##### Source information #####
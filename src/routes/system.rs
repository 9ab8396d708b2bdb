use chrono::Utc;
use rocket::http::Status;
use rocket::response::status::Custom;
use rocket::serde::json::Json;
use rocket::State;
use serde_json::{json, Value};

use crate::db::{self, DbPool};
use crate::routes::internal;

#[get("/")]
pub fn root() -> Json<Value> {
    Json(json!({ "message": "Festival admin API", "status": "running" }))
}

/// Liveness probe: one round trip to the store decides healthy vs not.
#[get("/health")]
pub fn health(pool: &State<DbPool>) -> Custom<Json<Value>> {
    let probe = pool
        .get()
        .map_err(|e| e.to_string())
        .and_then(|conn| {
            conn.query_row("SELECT 1", [], |row| row.get::<_, i64>(0))
                .map_err(|e| e.to_string())
        });

    match probe {
        Ok(_) => Custom(
            Status::Ok,
            Json(json!({
                "status": "healthy",
                "database": "connected",
                "timestamp": Utc::now().to_rfc3339(),
                "version": env!("CARGO_PKG_VERSION"),
            })),
        ),
        Err(e) => {
            log::error!("health check failed: {}", e);
            Custom(
                Status::InternalServerError,
                Json(json!({
                    "status": "unhealthy",
                    "database": "error",
                    "timestamp": Utc::now().to_rfc3339(),
                })),
            )
        }
    }
}

fn run_migration(pool: &DbPool) -> Result<Json<Value>, Custom<Json<Value>>> {
    let steps = db::upgrade_events_table(pool).map_err(|e| internal("migrate", &e))?;
    Ok(Json(json!({ "message": "Migration complete", "results": steps })))
}

#[get("/migrate")]
pub fn migrate_get(pool: &State<DbPool>) -> Result<Json<Value>, Custom<Json<Value>>> {
    run_migration(pool)
}

#[post("/migrate")]
pub fn migrate_post(pool: &State<DbPool>) -> Result<Json<Value>, Custom<Json<Value>>> {
    run_migration(pool)
}

pub fn routes() -> Vec<rocket::Route> {
    routes![root, health, migrate_get, migrate_post]
}
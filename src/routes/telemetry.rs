use rocket::serde::json::Json;
use rocket::State;
use serde::Deserialize;
use serde_json::{json, Value};

use crate::auth::ApiToken;
use crate::db::DbPool;
use crate::models::telemetry::Telemetry;
use crate::routes::{bad_request, internal, ApiError};

#[derive(Debug, Deserialize)]
pub struct LogForm {
    pub user_id: Option<i64>,
    pub action: Option<String>,
    pub metadata: Option<String>,
}

/// Called by the bot on every interaction; takes no credentials.
#[post("/log", format = "json", data = "<form>")]
pub fn log_interaction(pool: &State<DbPool>, form: Json<LogForm>) -> Result<Json<Value>, ApiError> {
    let (user_id, action) = match (form.user_id, form.action.as_deref()) {
        (Some(uid), Some(action)) if !action.is_empty() => (uid, action),
        _ => return Err(bad_request("user_id and action required")),
    };

    Telemetry::record(pool, user_id, action, form.metadata.as_deref().unwrap_or(""))
        .map_err(|e| internal("record telemetry", &e))?;
    Ok(Json(json!({ "message": "Logged" })))
}

#[get("/stats")]
pub fn stats(_token: ApiToken, pool: &State<DbPool>) -> Result<Json<Value>, ApiError> {
    let stats = Telemetry::stats(pool).map_err(|e| internal("telemetry stats", &e))?;
    serde_json::to_value(stats)
        .map(Json)
        .map_err(|e| internal("serialize stats", &e.to_string()))
}

pub fn routes() -> Vec<rocket::Route> {
    routes![log_interaction, stats]
}
use r2d2::Pool;
use r2d2_sqlite::SqliteConnectionManager;
use rusqlite::params;
use serde::Serialize;

pub type DbPool = Pool<SqliteConnectionManager>;

pub fn init_pool(path: &str) -> Result<DbPool, Box<dyn std::error::Error>> {
    let manager = SqliteConnectionManager::file(path);
    let pool = Pool::builder().max_size(10).build(manager)?;

    // WAL for concurrent reads; busy_timeout bounds every call that
    // lands on a locked database.
    let conn = pool.get()?;
    conn.execute_batch("PRAGMA journal_mode=WAL; PRAGMA busy_timeout=5000;")?;

    Ok(pool)
}

pub fn run_migrations(pool: &DbPool) -> Result<(), Box<dyn std::error::Error>> {
    let conn = pool.get()?;

    conn.execute_batch(
        "
        -- Bot users (one row per messaging account)
        CREATE TABLE IF NOT EXISTS users (
            id INTEGER PRIMARY KEY,
            telegram_id INTEGER UNIQUE NOT NULL,
            username TEXT,
            created_at TEXT DEFAULT (datetime('now')),
            last_active TEXT DEFAULT (datetime('now'))
        );

        -- Festival events. registration_fee / registration_link / results
        -- are added by upgrade_events_table(), not here.
        CREATE TABLE IF NOT EXISTS events (
            id INTEGER PRIMARY KEY,
            name TEXT NOT NULL,
            category TEXT,
            description TEXT,
            venue TEXT,
            start_time TEXT NOT NULL,
            end_time TEXT NOT NULL,
            rules TEXT,
            is_active INTEGER DEFAULT 1,
            poster_file_id TEXT,
            poster_caption TEXT,
            hashtags TEXT,
            volunteer_contacts TEXT,
            created_at TEXT DEFAULT (datetime('now'))
        );

        -- Broadcast announcements. scheduled_at / sent_at are written by
        -- the external dispatcher, never by this API.
        CREATE TABLE IF NOT EXISTS announcements (
            id INTEGER PRIMARY KEY,
            title TEXT NOT NULL,
            message TEXT NOT NULL,
            priority TEXT DEFAULT 'normal',
            scheduled_at TEXT,
            sent_at TEXT,
            created_at TEXT DEFAULT (datetime('now'))
        );

        -- Usage telemetry (append-only)
        CREATE TABLE IF NOT EXISTS telemetry (
            id INTEGER PRIMARY KEY,
            user_id INTEGER REFERENCES users(id),
            action TEXT NOT NULL,
            metadata TEXT,
            created_at TEXT DEFAULT (datetime('now'))
        );

        -- Static informational pages, keyed by a small fixed vocabulary
        CREATE TABLE IF NOT EXISTS content_pages (
            id INTEGER PRIMARY KEY,
            key TEXT UNIQUE NOT NULL,
            content TEXT NOT NULL,
            updated_at TEXT DEFAULT (datetime('now'))
        );

        -- Settings (key-value, with an optional human description)
        CREATE TABLE IF NOT EXISTS settings (
            key TEXT PRIMARY KEY,
            value TEXT,
            description TEXT,
            updated_at TEXT DEFAULT (datetime('now'))
        );

        -- Console admins
        CREATE TABLE IF NOT EXISTS admins (
            id INTEGER PRIMARY KEY,
            email TEXT UNIQUE NOT NULL,
            password_hash TEXT NOT NULL,
            role TEXT DEFAULT 'viewer',
            created_at TEXT DEFAULT (datetime('now'))
        );

        CREATE INDEX IF NOT EXISTS idx_events_category ON events(category);
        CREATE INDEX IF NOT EXISTS idx_events_active ON events(is_active);
        CREATE INDEX IF NOT EXISTS idx_telemetry_user ON telemetry(user_id);
        CREATE INDEX IF NOT EXISTS idx_telemetry_action ON telemetry(action);
        ",
    )?;

    Ok(())
}

pub fn seed_defaults(pool: &DbPool) -> Result<(), Box<dyn std::error::Error>> {
    let conn = pool.get()?;

    let defaults = vec![
        ("festival_name", "Festival", "Display name used by the bot"),
        ("festival_dates", "", "Human-readable festival date range"),
        (
            "bot_welcome_message",
            "Welcome! Use the menu to browse events.",
            "First message the bot sends to a new user",
        ),
    ];

    for (key, value, description) in defaults {
        conn.execute(
            "INSERT OR IGNORE INTO settings (key, value, description) VALUES (?1, ?2, ?3)",
            params![key, value, description],
        )?;
    }

    Ok(())
}

// ── Additive events-table migrator ──────────────────────────

#[derive(Debug, Serialize)]
pub struct MigrationStep {
    pub statement: String,
    pub outcome: String,
}

/// Columns that postdate the first events schema. Additive only, so
/// re-applying against an upgraded table is harmless.
const EVENTS_UPGRADES: &[&str] = &[
    "ALTER TABLE events ADD COLUMN registration_fee TEXT",
    "ALTER TABLE events ADD COLUMN registration_link TEXT",
    "ALTER TABLE events ADD COLUMN results TEXT",
];

/// Apply the additive column list to the events table. Statements are
/// attempted independently: a "duplicate column" error counts as
/// already present, any other error is recorded per statement and the
/// remaining statements still run.
pub fn upgrade_events_table(pool: &DbPool) -> Result<Vec<MigrationStep>, String> {
    let conn = pool.get().map_err(|e| e.to_string())?;

    let mut steps = Vec::with_capacity(EVENTS_UPGRADES.len());
    for sql in EVENTS_UPGRADES {
        let outcome = match conn.execute(sql, []) {
            Ok(_) => "applied".to_string(),
            Err(e) => {
                let msg = e.to_string();
                if msg.contains("duplicate column") {
                    "skipped (column already exists)".to_string()
                } else {
                    format!("failed: {}", msg)
                }
            }
        };
        steps.push(MigrationStep {
            statement: sql.to_string(),
            outcome,
        });
    }

    Ok(steps)
}
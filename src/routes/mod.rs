use rocket::http::Status;
use rocket::response::status::Custom;
use rocket::serde::json::Json;
use serde_json::{json, Value};

pub mod announcements;
pub mod auth;
pub mod content;
pub mod events;
pub mod settings;
pub mod system;
pub mod telemetry;

/// Error half of every handler: a status code plus a `{"detail": ...}` body.
pub type ApiError = Custom<Json<Value>>;

pub fn bad_request(detail: &str) -> ApiError {
    Custom(Status::BadRequest, Json(json!({ "detail": detail })))
}

pub fn unauthorized(detail: &str) -> ApiError {
    Custom(Status::Unauthorized, Json(json!({ "detail": detail })))
}

pub fn not_found(detail: &str) -> ApiError {
    Custom(Status::NotFound, Json(json!({ "detail": detail })))
}

/// Log the real failure with context, hand the caller a generic body.
pub fn internal(context: &str, err: &str) -> ApiError {
    log::error!("{}: {}", context, err);
    Custom(
        Status::InternalServerError,
        Json(json!({ "detail": "Internal server error" })),
    )
}
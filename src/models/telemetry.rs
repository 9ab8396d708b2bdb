use rusqlite::params;
use serde::Serialize;

use crate::db::DbPool;

#[derive(Debug, Serialize)]
pub struct ActionCount {
    pub action: String,
    pub count: i64,
}

/// Point-in-time dashboard rollup, computed fresh on every call.
#[derive(Debug, Serialize)]
pub struct Stats {
    pub total_users: i64,
    pub total_events: i64,
    pub active_events: i64,
    pub total_interactions: i64,
    pub recent_activity: Vec<ActionCount>,
}

pub struct Telemetry;

impl Telemetry {
    /// Append one interaction. Never updated afterwards.
    pub fn record(pool: &DbPool, user_id: i64, action: &str, metadata: &str) -> Result<(), String> {
        let conn = pool.get().map_err(|e| e.to_string())?;
        conn.execute(
            "INSERT INTO telemetry (user_id, action, metadata) VALUES (?1, ?2, ?3)",
            params![user_id, action, metadata],
        )
        .map_err(|e| e.to_string())?;
        Ok(())
    }

    pub fn stats(pool: &DbPool) -> Result<Stats, String> {
        let conn = pool.get().map_err(|e| e.to_string())?;

        let total_users: i64 = conn
            .query_row("SELECT COUNT(*) FROM users", [], |row| row.get(0))
            .map_err(|e| e.to_string())?;

        let total_events: i64 = conn
            .query_row("SELECT COUNT(*) FROM events", [], |row| row.get(0))
            .map_err(|e| e.to_string())?;

        let active_events: i64 = conn
            .query_row("SELECT COUNT(*) FROM events WHERE is_active = 1", [], |row| {
                row.get(0)
            })
            .map_err(|e| e.to_string())?;

        let total_interactions: i64 = conn
            .query_row("SELECT COUNT(*) FROM telemetry", [], |row| row.get(0))
            .map_err(|e| e.to_string())?;

        // Per-action counts over the trailing week, busiest first.
        let mut stmt = conn
            .prepare(
                "SELECT action, COUNT(*) as count
                 FROM telemetry
                 WHERE created_at > datetime('now', '-7 days')
                 GROUP BY action
                 ORDER BY count DESC
                 LIMIT 10",
            )
            .map_err(|e| e.to_string())?;
        let rows = stmt
            .query_map([], |row| {
                Ok(ActionCount {
                    action: row.get(0)?,
                    count: row.get(1)?,
                })
            })
            .map_err(|e| e.to_string())?;
        let recent_activity = rows
            .collect::<rusqlite::Result<Vec<_>>>()
            .map_err(|e| e.to_string())?;

        Ok(Stats {
            total_users,
            total_events,
            active_events,
            total_interactions,
            recent_activity,
        })
    }
}
use rocket::serde::json::Json;
use rocket::State;
use serde::Deserialize;
use serde_json::{json, Value};

use crate::auth::{self, ApiToken};
use crate::config::Config;
use crate::db::DbPool;
use crate::models::admin::Admin;
use crate::models::bot_user::BotUser;
use crate::routes::{bad_request, internal, unauthorized, ApiError};

#[derive(Debug, Deserialize)]
pub struct LoginForm {
    pub email: Option<String>,
    pub password: Option<String>,
}

#[post("/login", format = "json", data = "<form>")]
pub fn login(pool: &State<DbPool>, form: Json<LoginForm>) -> Result<Json<Value>, ApiError> {
    let email = match form.email.as_deref() {
        Some(e) if !e.is_empty() => e,
        _ => return Err(bad_request("Email and password required")),
    };
    let password = match form.password.as_deref() {
        Some(p) if !p.is_empty() => p,
        _ => return Err(bad_request("Email and password required")),
    };

    // Unknown email and wrong password fail identically, so callers
    // cannot probe which admin emails exist.
    let admin = Admin::find_by_email(pool, email)
        .ok_or_else(|| unauthorized("Invalid credentials"))?;
    if !auth::verify_password(password, &admin.password_hash) {
        return Err(unauthorized("Invalid credentials"));
    }

    Ok(Json(json!({
        "access_token": auth::issue_token(),
        "token_type": "bearer",
        "user": { "id": admin.id, "email": admin.email, "role": admin.role },
    })))
}

/// Profile behind the shared token. All authenticated admins are
/// indistinguishable, so this is the configured bootstrap identity.
#[get("/me")]
pub fn me(_token: ApiToken, config: &State<Config>) -> Json<Value> {
    Json(json!({
        "id": 1,
        "email": config.admin_email,
        "role": "super_admin",
    }))
}

/// Idempotent bootstrap: creates the configured admin on first call,
/// rotates its password hash on every later one.
#[post("/setup")]
pub fn setup(pool: &State<DbPool>, config: &State<Config>) -> Result<Json<Value>, ApiError> {
    let hash = auth::hash_password(&config.admin_password)
        .map_err(|e| internal("hash admin password", &e))?;

    match Admin::setup(pool, &config.admin_email, &hash) {
        Ok(true) => Ok(Json(json!({
            "message": "Admin created",
            "email": config.admin_email,
        }))),
        Ok(false) => Ok(Json(json!({
            "message": "Admin password updated",
            "email": config.admin_email,
        }))),
        Err(e) => Err(internal("admin setup", &e)),
    }
}

#[derive(Debug, Deserialize)]
pub struct RegisterBotUserForm {
    pub telegram_id: Option<i64>,
    pub username: Option<String>,
}

#[post("/register-bot-user", format = "json", data = "<form>")]
pub fn register_bot_user(
    pool: &State<DbPool>,
    form: Json<RegisterBotUserForm>,
) -> Result<Json<Value>, ApiError> {
    let telegram_id = form
        .telegram_id
        .ok_or_else(|| bad_request("Missing telegram_id"))?;

    BotUser::register(pool, telegram_id, form.username.as_deref())
        .map_err(|e| internal("register bot user", &e))?;
    Ok(Json(json!({ "message": "User registered" })))
}

pub fn routes() -> Vec<rocket::Route> {
    routes![login, me, setup, register_bot_user]
}
//! Domain model (variants, instances, dispositions).

pub mod disposition;
pub mod instance;
pub mod variant;

pub use self::disposition::Disposition;
pub use self::instance::{ErrorInstance, Reportable};
pub use self::variant::{DEFAULT_STATUS, ErrorName, ErrorSpec, ErrorVariant, RESERVED_NAMES};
#####
> _Exercise_
From the records above, transcribe without alteration every line from the one with "COUNT(*) as count" to the one with "let admin = Admin::find_by_email(pool, email)", inclusive.

> _Answer below_
                "SELECT action, COUNT(*) as count
                 FROM telemetry
                 WHERE created_at > datetime('now', '-7 days')
                 GROUP BY action
                 ORDER BY count DESC
                 LIMIT 10",
            )
            .map_err(|e| e.to_string())?;
        let rows = stmt
            .query_map([], |row| {
                Ok(ActionCount {
                    action: row.get(0)?,
                    count: row.get(1)?,
                })
            })
            .map_err(|e| e.to_string())?;
        let recent_activity = rows
            .collect::<rusqlite::Result<Vec<_>>>()
            .map_err(|e| e.to_string())?;

        Ok(Stats {
            total_users,
            total_events,
            active_events,
            total_interactions,
            recent_activity,
        })
    }
}
use rocket::serde::json::Json;
use rocket::State;
use serde::Deserialize;
use serde_json::{json, Value};

use crate::auth::{self, ApiToken};
use crate::config::Config;
use crate::db::DbPool;
use crate::models::admin::Admin;
use crate::models::bot_user::BotUser;
use crate::routes::{bad_request, internal, unauthorized, ApiError};

#[derive(Debug, Deserialize)]
pub struct LoginForm {
    pub email: Option<String>,
    pub password: Option<String>,
}

#[post("/login", format = "json", data = "<form>")]
pub fn login(pool: &State<DbPool>, form: Json<LoginForm>) -> Result<Json<Value>, ApiError> {
    let email = match form.email.as_deref() {
        Some(e) if !e.is_empty() => e,
        _ => return Err(bad_request("Email and password required")),
    };
    let password = match form.password.as_deref() {
        Some(p) if !p.is_empty() => p,
        _ => return Err(bad_request("Email and password required")),
    };

    // Unknown email and wrong password fail identically, so callers
    // cannot probe which admin emails exist.
    let admin = Admin::find_by_email(pool, email)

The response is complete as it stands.